**Task inputs**
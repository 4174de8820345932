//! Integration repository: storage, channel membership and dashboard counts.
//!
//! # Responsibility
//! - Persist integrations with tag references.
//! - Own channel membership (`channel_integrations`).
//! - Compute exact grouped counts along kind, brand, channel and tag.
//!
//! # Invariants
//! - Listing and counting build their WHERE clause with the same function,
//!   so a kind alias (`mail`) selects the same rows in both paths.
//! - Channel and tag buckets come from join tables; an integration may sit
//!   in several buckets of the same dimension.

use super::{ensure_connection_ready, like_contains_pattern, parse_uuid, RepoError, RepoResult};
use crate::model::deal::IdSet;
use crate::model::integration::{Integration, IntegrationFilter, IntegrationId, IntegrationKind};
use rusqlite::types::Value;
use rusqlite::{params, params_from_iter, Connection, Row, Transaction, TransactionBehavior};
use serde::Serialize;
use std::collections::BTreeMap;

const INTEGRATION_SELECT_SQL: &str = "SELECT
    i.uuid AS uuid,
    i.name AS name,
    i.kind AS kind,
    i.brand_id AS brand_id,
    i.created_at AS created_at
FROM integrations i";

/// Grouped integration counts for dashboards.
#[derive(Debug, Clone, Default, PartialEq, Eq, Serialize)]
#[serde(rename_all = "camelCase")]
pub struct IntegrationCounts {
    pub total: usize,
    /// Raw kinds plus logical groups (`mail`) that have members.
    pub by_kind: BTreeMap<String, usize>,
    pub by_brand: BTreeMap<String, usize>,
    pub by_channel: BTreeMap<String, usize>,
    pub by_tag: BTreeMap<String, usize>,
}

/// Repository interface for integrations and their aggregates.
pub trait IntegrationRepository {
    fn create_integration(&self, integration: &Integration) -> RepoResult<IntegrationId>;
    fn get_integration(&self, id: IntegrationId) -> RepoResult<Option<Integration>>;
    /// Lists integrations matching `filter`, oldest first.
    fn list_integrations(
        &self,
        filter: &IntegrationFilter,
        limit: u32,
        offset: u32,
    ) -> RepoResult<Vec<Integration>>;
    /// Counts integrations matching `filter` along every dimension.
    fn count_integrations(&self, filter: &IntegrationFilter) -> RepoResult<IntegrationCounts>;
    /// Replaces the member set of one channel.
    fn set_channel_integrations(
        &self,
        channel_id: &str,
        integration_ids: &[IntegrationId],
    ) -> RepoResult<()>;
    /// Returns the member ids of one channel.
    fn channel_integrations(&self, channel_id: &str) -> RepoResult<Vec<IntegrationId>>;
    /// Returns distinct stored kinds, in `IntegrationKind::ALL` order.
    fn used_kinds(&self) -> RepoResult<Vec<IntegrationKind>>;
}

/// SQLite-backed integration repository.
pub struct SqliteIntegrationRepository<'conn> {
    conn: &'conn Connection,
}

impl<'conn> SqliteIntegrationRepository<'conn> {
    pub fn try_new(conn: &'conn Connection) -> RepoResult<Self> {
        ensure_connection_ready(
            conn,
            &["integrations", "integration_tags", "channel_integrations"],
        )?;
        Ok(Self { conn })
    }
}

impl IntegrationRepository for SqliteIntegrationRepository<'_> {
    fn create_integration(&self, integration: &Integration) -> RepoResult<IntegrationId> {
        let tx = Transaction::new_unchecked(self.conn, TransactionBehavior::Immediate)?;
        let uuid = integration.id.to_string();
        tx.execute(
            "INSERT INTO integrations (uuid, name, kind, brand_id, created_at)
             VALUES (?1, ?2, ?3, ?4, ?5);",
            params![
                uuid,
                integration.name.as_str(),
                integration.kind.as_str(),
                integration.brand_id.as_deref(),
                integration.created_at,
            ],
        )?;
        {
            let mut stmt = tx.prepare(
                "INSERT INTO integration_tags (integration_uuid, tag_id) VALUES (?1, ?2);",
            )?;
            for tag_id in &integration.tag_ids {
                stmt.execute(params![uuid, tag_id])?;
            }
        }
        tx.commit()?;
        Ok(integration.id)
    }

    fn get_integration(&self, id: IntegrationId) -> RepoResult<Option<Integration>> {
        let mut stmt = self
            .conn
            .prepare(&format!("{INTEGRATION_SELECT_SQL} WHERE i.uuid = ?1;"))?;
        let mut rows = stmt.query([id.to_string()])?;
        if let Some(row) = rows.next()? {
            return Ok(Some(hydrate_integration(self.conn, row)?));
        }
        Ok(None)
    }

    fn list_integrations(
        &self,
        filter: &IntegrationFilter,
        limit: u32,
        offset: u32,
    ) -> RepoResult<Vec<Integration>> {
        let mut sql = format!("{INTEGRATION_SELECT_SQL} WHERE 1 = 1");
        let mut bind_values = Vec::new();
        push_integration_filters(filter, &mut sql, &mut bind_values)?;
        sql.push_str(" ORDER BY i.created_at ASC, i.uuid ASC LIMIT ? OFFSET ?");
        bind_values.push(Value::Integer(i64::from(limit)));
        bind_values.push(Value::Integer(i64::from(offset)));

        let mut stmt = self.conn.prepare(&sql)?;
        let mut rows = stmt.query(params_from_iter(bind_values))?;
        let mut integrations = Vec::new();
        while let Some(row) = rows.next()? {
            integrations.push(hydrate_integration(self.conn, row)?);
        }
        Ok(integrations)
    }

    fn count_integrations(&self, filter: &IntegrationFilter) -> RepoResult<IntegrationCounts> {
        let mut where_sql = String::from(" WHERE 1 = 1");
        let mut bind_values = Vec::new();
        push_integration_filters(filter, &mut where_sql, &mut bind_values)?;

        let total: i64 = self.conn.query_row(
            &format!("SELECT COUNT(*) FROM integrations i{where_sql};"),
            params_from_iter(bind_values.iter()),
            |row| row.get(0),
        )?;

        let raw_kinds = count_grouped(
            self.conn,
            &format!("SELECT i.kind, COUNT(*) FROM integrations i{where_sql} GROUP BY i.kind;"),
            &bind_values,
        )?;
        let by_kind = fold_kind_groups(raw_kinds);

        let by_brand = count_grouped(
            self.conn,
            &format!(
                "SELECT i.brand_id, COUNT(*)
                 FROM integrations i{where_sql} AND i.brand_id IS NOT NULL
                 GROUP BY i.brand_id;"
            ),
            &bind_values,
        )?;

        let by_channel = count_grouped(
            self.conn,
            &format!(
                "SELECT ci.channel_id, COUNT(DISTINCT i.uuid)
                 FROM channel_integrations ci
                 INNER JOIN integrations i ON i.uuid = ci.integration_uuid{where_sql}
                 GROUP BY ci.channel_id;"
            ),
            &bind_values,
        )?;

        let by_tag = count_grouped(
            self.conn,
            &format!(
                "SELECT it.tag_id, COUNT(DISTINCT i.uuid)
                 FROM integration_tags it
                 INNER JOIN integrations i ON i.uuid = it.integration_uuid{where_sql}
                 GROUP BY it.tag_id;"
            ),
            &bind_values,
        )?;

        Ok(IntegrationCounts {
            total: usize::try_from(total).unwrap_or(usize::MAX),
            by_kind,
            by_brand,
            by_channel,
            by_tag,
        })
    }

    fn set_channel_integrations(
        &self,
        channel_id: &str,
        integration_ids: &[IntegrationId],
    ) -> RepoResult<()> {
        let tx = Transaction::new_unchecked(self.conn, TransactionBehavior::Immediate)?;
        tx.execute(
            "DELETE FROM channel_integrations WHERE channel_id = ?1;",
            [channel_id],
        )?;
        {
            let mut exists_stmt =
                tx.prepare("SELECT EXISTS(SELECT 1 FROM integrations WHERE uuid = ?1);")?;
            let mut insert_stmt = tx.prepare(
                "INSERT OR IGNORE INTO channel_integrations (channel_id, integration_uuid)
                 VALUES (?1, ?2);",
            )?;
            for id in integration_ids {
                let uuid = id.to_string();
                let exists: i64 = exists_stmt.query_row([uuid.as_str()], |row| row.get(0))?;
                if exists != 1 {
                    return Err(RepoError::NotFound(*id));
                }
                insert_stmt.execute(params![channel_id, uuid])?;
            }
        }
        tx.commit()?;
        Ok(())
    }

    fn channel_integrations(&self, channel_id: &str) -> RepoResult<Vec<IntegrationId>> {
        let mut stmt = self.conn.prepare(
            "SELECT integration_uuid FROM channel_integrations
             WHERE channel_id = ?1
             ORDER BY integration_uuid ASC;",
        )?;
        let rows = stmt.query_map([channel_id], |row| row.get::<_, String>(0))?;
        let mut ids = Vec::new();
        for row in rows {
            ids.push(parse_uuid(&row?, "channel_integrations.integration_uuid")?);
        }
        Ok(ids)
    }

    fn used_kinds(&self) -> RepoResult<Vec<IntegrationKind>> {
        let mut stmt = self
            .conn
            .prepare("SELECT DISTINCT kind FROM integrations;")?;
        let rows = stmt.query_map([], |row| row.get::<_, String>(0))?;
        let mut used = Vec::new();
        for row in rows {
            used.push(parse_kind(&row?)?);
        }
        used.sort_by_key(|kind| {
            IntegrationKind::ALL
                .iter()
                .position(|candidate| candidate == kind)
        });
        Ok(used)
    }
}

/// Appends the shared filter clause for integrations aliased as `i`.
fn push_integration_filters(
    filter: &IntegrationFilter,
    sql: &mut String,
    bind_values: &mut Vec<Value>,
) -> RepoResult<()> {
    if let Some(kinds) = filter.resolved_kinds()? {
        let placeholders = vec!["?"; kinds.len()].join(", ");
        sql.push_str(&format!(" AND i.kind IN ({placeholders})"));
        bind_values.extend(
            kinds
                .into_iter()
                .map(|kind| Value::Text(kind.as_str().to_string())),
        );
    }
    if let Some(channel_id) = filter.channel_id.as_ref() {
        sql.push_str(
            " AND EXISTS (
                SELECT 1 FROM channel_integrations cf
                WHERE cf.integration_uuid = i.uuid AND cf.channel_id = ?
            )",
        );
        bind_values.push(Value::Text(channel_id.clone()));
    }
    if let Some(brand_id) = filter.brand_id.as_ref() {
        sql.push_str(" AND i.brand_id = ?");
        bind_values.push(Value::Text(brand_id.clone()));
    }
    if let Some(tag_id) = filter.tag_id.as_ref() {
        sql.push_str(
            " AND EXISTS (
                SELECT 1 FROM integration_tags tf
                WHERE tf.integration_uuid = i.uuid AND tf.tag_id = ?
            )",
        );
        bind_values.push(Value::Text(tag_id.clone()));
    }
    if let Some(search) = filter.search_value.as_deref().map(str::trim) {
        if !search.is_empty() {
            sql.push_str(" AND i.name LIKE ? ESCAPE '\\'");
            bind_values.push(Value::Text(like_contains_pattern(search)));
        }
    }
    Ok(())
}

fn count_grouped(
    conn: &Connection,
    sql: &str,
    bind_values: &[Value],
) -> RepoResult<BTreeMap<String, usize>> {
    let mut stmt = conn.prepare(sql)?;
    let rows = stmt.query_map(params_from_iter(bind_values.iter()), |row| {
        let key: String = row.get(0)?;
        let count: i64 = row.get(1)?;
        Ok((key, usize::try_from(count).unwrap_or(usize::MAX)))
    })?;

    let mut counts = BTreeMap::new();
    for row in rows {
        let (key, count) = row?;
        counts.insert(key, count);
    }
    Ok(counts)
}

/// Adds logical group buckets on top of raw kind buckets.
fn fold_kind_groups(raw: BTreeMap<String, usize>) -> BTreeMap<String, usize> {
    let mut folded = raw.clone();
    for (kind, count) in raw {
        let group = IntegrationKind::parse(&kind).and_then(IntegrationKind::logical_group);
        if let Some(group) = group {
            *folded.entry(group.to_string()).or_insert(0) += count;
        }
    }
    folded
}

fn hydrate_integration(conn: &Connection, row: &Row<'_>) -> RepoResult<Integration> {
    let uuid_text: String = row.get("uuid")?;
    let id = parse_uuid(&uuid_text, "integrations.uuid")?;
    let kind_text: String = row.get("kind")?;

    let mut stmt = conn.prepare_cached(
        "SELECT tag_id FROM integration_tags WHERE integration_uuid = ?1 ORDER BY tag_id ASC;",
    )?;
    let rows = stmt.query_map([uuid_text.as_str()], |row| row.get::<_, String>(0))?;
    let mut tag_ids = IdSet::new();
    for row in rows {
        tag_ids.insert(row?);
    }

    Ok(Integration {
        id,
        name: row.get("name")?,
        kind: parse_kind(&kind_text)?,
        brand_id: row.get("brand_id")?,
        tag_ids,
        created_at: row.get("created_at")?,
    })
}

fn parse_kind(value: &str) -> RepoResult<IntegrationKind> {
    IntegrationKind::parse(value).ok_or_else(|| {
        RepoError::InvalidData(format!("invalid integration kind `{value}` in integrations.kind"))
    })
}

* * *

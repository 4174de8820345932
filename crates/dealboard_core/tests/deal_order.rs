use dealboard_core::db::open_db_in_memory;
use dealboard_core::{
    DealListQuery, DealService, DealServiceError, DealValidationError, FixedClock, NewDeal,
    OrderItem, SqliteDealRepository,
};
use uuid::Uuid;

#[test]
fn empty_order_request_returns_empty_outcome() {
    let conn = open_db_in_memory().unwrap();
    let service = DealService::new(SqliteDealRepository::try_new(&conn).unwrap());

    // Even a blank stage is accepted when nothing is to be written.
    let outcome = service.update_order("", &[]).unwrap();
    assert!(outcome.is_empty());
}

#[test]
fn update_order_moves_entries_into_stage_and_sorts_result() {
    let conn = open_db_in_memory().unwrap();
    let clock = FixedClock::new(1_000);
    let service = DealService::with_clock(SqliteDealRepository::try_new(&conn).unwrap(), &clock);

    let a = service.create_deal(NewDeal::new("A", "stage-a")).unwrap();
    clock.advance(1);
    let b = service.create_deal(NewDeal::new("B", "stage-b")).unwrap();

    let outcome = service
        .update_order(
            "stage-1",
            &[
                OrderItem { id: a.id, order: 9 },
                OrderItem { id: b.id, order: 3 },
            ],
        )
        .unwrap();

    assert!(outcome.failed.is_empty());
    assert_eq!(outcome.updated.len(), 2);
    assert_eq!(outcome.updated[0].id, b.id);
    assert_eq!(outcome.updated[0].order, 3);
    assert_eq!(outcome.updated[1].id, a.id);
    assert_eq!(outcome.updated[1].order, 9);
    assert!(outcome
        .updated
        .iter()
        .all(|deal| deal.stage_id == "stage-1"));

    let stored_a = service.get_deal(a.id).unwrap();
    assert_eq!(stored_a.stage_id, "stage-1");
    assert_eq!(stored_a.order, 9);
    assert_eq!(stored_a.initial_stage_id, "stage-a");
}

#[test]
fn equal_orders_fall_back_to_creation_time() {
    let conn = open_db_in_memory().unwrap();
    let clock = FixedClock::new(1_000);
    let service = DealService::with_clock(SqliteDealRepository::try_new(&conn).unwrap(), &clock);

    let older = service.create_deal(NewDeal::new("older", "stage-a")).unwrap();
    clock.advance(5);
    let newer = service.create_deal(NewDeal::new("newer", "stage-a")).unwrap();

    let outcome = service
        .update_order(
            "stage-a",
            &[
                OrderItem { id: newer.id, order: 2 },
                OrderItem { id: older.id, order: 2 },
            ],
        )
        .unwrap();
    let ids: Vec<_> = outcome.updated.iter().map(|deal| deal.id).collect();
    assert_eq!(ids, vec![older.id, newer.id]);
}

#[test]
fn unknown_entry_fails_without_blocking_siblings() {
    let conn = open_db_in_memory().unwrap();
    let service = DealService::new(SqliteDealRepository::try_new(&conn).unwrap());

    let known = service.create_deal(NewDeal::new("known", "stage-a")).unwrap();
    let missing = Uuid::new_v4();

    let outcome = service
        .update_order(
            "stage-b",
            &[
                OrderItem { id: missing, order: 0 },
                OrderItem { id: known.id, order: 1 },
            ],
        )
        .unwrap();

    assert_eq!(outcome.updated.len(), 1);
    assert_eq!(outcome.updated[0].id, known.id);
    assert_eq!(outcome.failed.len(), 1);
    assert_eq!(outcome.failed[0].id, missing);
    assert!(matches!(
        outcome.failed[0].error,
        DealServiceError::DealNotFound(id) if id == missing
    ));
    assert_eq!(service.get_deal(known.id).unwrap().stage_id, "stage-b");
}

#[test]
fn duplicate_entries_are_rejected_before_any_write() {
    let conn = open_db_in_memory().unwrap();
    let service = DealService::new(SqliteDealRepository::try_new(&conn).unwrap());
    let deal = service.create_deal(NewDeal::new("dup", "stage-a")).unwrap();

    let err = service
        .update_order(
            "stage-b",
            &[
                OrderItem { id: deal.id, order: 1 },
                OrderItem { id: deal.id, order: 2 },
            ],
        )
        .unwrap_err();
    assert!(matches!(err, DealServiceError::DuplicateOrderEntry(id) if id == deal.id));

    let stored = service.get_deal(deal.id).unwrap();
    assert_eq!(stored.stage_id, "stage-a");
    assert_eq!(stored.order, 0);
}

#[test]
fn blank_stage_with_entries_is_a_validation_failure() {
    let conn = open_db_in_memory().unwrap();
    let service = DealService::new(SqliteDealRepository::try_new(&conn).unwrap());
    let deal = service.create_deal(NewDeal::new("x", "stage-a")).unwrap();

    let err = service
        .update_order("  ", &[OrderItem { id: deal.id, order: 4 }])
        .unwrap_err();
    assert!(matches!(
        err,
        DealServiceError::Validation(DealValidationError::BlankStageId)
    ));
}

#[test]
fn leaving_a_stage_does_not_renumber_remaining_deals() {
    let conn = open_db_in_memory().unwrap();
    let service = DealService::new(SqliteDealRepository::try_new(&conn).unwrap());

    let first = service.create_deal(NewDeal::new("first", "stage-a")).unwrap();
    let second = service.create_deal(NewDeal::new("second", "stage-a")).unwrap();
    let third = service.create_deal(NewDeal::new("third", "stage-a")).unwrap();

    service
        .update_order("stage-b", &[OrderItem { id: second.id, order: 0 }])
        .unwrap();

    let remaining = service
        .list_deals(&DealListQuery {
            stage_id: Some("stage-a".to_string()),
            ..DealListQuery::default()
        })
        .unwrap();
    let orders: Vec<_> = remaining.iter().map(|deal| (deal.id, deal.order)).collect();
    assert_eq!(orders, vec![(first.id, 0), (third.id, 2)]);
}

**Goal of the exercise**
Filter the records for lines holding the string "Serialize". Copy each one.

**Completed task**
use serde::Serialize;
#[derive(Debug, Clone, Default, PartialEq, Eq, Serialize)]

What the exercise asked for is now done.